Al parecer, todos los inventos destinados a la comunicación han venido adquiriendo con el uso ese significado de aparatos anti-soledad. Primero la radio, y después la televisión, suplantaron el bullicio hogareño y focalizaron la atención sobre sus ondas. La gente, poco a poco, se acostumbró a “la voz”; si no había nadie en casa, con conectar la radio uno ya se sentía acompañado. Más tarde, con la televisión, la ilusión de presencia física se hacía más poderosa. El teléfono también sirvió, en su momento, para hacernos sentir menos solos. Pero las nuevas forma de conectividad parecen haberse propuesto erradicar de una vez por todas el necesario espacio de confrontación con nosotros mismos.
Las fotos de lo que comemos son “subidas” en tiempo real a la red para que otros lo vean; la foto del viaje es compartida ipso facto con millones de “amigos”; en casa nunca estoy solo: si no es una conversación inarticulada a través del messenger, puedo llamar a cualquiera a través de Skype y valerme de su cara para sentirme en “comunión”. Nadie dice que éstos no sean grandes adelantos, ni tampoco que la televisión no haya mantenido y mantenga en un mínimo soportable la vida de muchas personas avocadas en contra de su voluntad a un total abandono; no, claro que no. Sólo apuntamos a que las supuestas bondades de estos sistemas de comunicación instantánea no son tales, y su uso —abuso— no conlleva ninguna mejora real de nuestro comportamiento y crecimiento personal si no son utilizadas desde la cordura y el buen juicio. Y como sabemos que estos últimos no son demasiado frecuentes en nuestra sociedad de consumo, entonces ya tenemos el porqué de este artículo.
Declaraba el flamante inventor de Facebook, Mark Zuckerberg, que gracias a su creación el mundo se volvería “más abierto y conectado”. Está por verse. Más conectado no quiere decir necesariamente más plural, ni tolerante, ni comprensivo, ni despierto. El individualismo sigue siendo la nota dominante de nuestras sociedades, a pesar de que pasemos más de la mitad de nuestro tiempo conectados a aparatos que, supuestamente, nos conectan con otras personas. Seguimos siendo igual de egoístas o incluso más que antes, y nuestra espiritualidad ha sido sustituida por una idolatría tecnológica que copa la mente de los más jóvenes y los obnubila para la realidad de su entorno.

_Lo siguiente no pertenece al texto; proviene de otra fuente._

impl Axiom {
    /// ClassAssertion of a named class
    pub fn class_assertion(class: &OwlIri, individual: &Individual) -> Self {
        Axiom::ClassAssertion(ClassExpression::Named(class.clone()), individual.clone())
    }

    /// ObjectPropertyAssertion of a named property
    pub fn property_assertion(property: &OwlIri, subject: &Individual, object: &Individual) -> Self {
        Axiom::ObjectPropertyAssertion(
            PropertyExpression::ObjectProperty(property.clone()),
            subject.clone(),
            object.clone(),
        )
    }

    /// SubClassOf between two named classes
    pub fn subclass(sub: &OwlIri, sup: &OwlIri) -> Self {
        Axiom::SubClassOf(ClassExpression::Named(sub.clone()), ClassExpression::Named(sup.clone()))
    }

    pub fn axiom_type(&self) -> AxiomType {
        match self {
            Axiom::ClassAssertion(..) => AxiomType::ClassAssertion,
            Axiom::ObjectPropertyAssertion(..) => AxiomType::ObjectPropertyAssertion,
            Axiom::SubClassOf(..) => AxiomType::SubClassOf,
            Axiom::EquivalentClasses(_) => AxiomType::EquivalentClasses,
            Axiom::DisjointClasses(_) => AxiomType::DisjointClasses,
            Axiom::SubPropertyOf(..) => AxiomType::SubPropertyOf,
            Axiom::EquivalentProperties(_) => AxiomType::EquivalentProperties,
            Axiom::ObjectPropertyDomain(..) => AxiomType::ObjectPropertyDomain,
            Axiom::ObjectPropertyRange(..) => AxiomType::ObjectPropertyRange,
            Axiom::TransitiveProperty(_) => AxiomType::TransitiveProperty,
            Axiom::SymmetricProperty(_) => AxiomType::SymmetricProperty,
            Axiom::AsymmetricProperty(_) => AxiomType::AsymmetricProperty,
            Axiom::ReflexiveProperty(_) => AxiomType::ReflexiveProperty,
            Axiom::IrreflexiveProperty(_) => AxiomType::IrreflexiveProperty,
            Axiom::FunctionalProperty(_) => AxiomType::FunctionalProperty,
            Axiom::InverseFunctionalProperty(_) => AxiomType::InverseFunctionalProperty,
            Axiom::InverseProperties(..) => AxiomType::InverseProperties,
            Axiom::SubPropertyChainOf(..) => AxiomType::SubPropertyChainOf,
        }
    }

    pub fn kind(&self) -> AxiomKind {
        match self {
            Axiom::ClassAssertion(..) => AxiomKind::ClassAssertion,
            Axiom::ObjectPropertyAssertion(..) => AxiomKind::PropertyAssertion,
            Axiom::SubClassOf(sub, sup) => sub
                .constructor_kind()
                .or_else(|| sup.constructor_kind())
                .unwrap_or(AxiomKind::SubClassOf),
            Axiom::EquivalentClasses(ops) => sorted_classes(ops)
                .iter()
                .find_map(ClassExpression::constructor_kind)
                .unwrap_or(AxiomKind::EquivalentClasses),
            Axiom::DisjointClasses(_) => AxiomKind::DisjointClasses,
            Axiom::SubPropertyOf(..) => AxiomKind::SubPropertyOf,
            Axiom::EquivalentProperties(_) => AxiomKind::EquivalentProperties,
            Axiom::ObjectPropertyDomain(..) => AxiomKind::Domain,
            Axiom::ObjectPropertyRange(..) => AxiomKind::Range,
            Axiom::TransitiveProperty(_) => AxiomKind::Transitive,
            Axiom::SymmetricProperty(_) => AxiomKind::Symmetric,
            Axiom::AsymmetricProperty(_) => AxiomKind::Asymmetric,
            Axiom::ReflexiveProperty(_) => AxiomKind::Reflexive,
            Axiom::IrreflexiveProperty(_) => AxiomKind::Irreflexive,
            Axiom::FunctionalProperty(_) => AxiomKind::Functional,
            Axiom::InverseFunctionalProperty(_) => AxiomKind::InverseFunctional,
            Axiom::InverseProperties(..) => AxiomKind::InverseProperties,
            Axiom::SubPropertyChainOf(..) => AxiomKind::PropertyChain,
        }
    }

    /// Fact (ABox) statements: class and property assertions.
    pub fn is_fact(&self) -> bool {
        matches!(self, Axiom::ClassAssertion(..) | Axiom::ObjectPropertyAssertion(..))
    }

    /// Schema (TBox/RBox) statements: everything that is not a fact.
    pub fn is_schema(&self) -> bool {
        !self.is_fact()
    }

    /// Content-equal form: n-ary operands sorted, double inversions collapsed,
    /// and inverse-property assertions rewritten onto the named property.
    pub fn normalized(&self) -> Axiom {
        match self {
            Axiom::ClassAssertion(class, ind) => Axiom::ClassAssertion(class.normalized(), ind.clone()),
            Axiom::ObjectPropertyAssertion(p, s, o) => {
                let (iri, inverted) = p.base();
                let named = PropertyExpression::ObjectProperty(iri.clone());
                if inverted {
                    Axiom::ObjectPropertyAssertion(named, o.clone(), s.clone())
                } else {
                    Axiom::ObjectPropertyAssertion(named, s.clone(), o.clone())
                }
            }
            Axiom::SubClassOf(sub, sup) => Axiom::SubClassOf(sub.normalized(), sup.normalized()),
            Axiom::EquivalentClasses(ops) => Axiom::EquivalentClasses(sorted_classes(ops)),
            Axiom::DisjointClasses(ops) => Axiom::DisjointClasses(sorted_classes(ops)),
            Axiom::SubPropertyOf(sub, sup) => Axiom::SubPropertyOf(sub.simplified(), sup.simplified()),
            Axiom::EquivalentProperties(ops) => Axiom::EquivalentProperties(sorted_properties(ops)),
            Axiom::ObjectPropertyDomain(p, c) => Axiom::ObjectPropertyDomain(p.simplified(), c.normalized()),
            Axiom::ObjectPropertyRange(p, c) => Axiom::ObjectPropertyRange(p.simplified(), c.normalized()),
            Axiom::TransitiveProperty(p) => Axiom::TransitiveProperty(p.simplified()),
            Axiom::SymmetricProperty(p) => Axiom::SymmetricProperty(p.simplified()),
            Axiom::AsymmetricProperty(p) => Axiom::AsymmetricProperty(p.simplified()),
            Axiom::ReflexiveProperty(p) => Axiom::ReflexiveProperty(p.simplified()),
            Axiom::IrreflexiveProperty(p) => Axiom::IrreflexiveProperty(p.simplified()),
            Axiom::FunctionalProperty(p) => Axiom::FunctionalProperty(p.simplified()),
            Axiom::InverseFunctionalProperty(p) => Axiom::InverseFunctionalProperty(p.simplified()),
            Axiom::InverseProperties(a, b) => {
                let (a, b) = (a.simplified(), b.simplified());
                if a <= b {
                    Axiom::InverseProperties(a, b)
                } else {
                    Axiom::InverseProperties(b, a)
                }
            }
            Axiom::SubPropertyChainOf(chain, sup) => Axiom::SubPropertyChainOf(
                chain.iter().map(PropertyExpression::simplified).collect(),
                sup.simplified(),
            ),
        }
    }

    /// Top-level class operands, in declaration order.
    pub fn class_operands(&self) -> Vec<&ClassExpression> {
        match self {
            Axiom::ClassAssertion(c, _) => vec![c],
            Axiom::SubClassOf(sub, sup) => vec![sub, sup],
            Axiom::EquivalentClasses(ops) | Axiom::DisjointClasses(ops) => ops.iter().collect(),
            Axiom::ObjectPropertyDomain(_, c) | Axiom::ObjectPropertyRange(_, c) => vec![c],
            _ => Vec::new(),
        }
    }

    /// Top-level property operands, in declaration order. Chain links come first.
    pub fn property_operands(&self) -> Vec<&PropertyExpression> {
        match self {
            Axiom::ObjectPropertyAssertion(p, _, _)
            | Axiom::ObjectPropertyDomain(p, _)
            | Axiom::ObjectPropertyRange(p, _)
            | Axiom::TransitiveProperty(p)
            | Axiom::SymmetricProperty(p)
            | Axiom::AsymmetricProperty(p)
            | Axiom::ReflexiveProperty(p)
            | Axiom::IrreflexiveProperty(p)
            | Axiom::FunctionalProperty(p)
            | Axiom::InverseFunctionalProperty(p) => vec![p],
            Axiom::SubPropertyOf(a, b) | Axiom::InverseProperties(a, b) => vec![a, b],
            Axiom::EquivalentProperties(ops) => ops.iter().collect(),
            Axiom::SubPropertyChainOf(chain, sup) => chain.iter().chain(std::iter::once(sup)).collect(),
            _ => Vec::new(),
        }
    }

    /// Individuals mentioned by a fact statement.
    pub fn individuals(&self) -> Vec<&Individual> {
        match self {
            Axiom::ClassAssertion(_, ind) => vec![ind],
            Axiom::ObjectPropertyAssertion(_, s, o) => vec![s, o],
            _ => Vec::new(),
        }
    }
}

“Los ciclos celestiales en veinte siglos/ nos apartan de Dios y nos aproximan al polvo”. De nuevo T.S Eliot golpeándose la cabeza contra la dura roca de la presciencia. ¿Qué diría si estuviera hoy aquí?; quizás nada, apenas lo oiríamos entre la infinita vorágine de voces a las que (no) estamos acostumbrados. ¿Tendría Facebook? Quién sabe.
En el mismo artículo sobre la compra de WhatsApp se decía: “La batalla, insisten los analistas, está en capturar el tiempo y la atención del usuario”. Para echarse a temblar.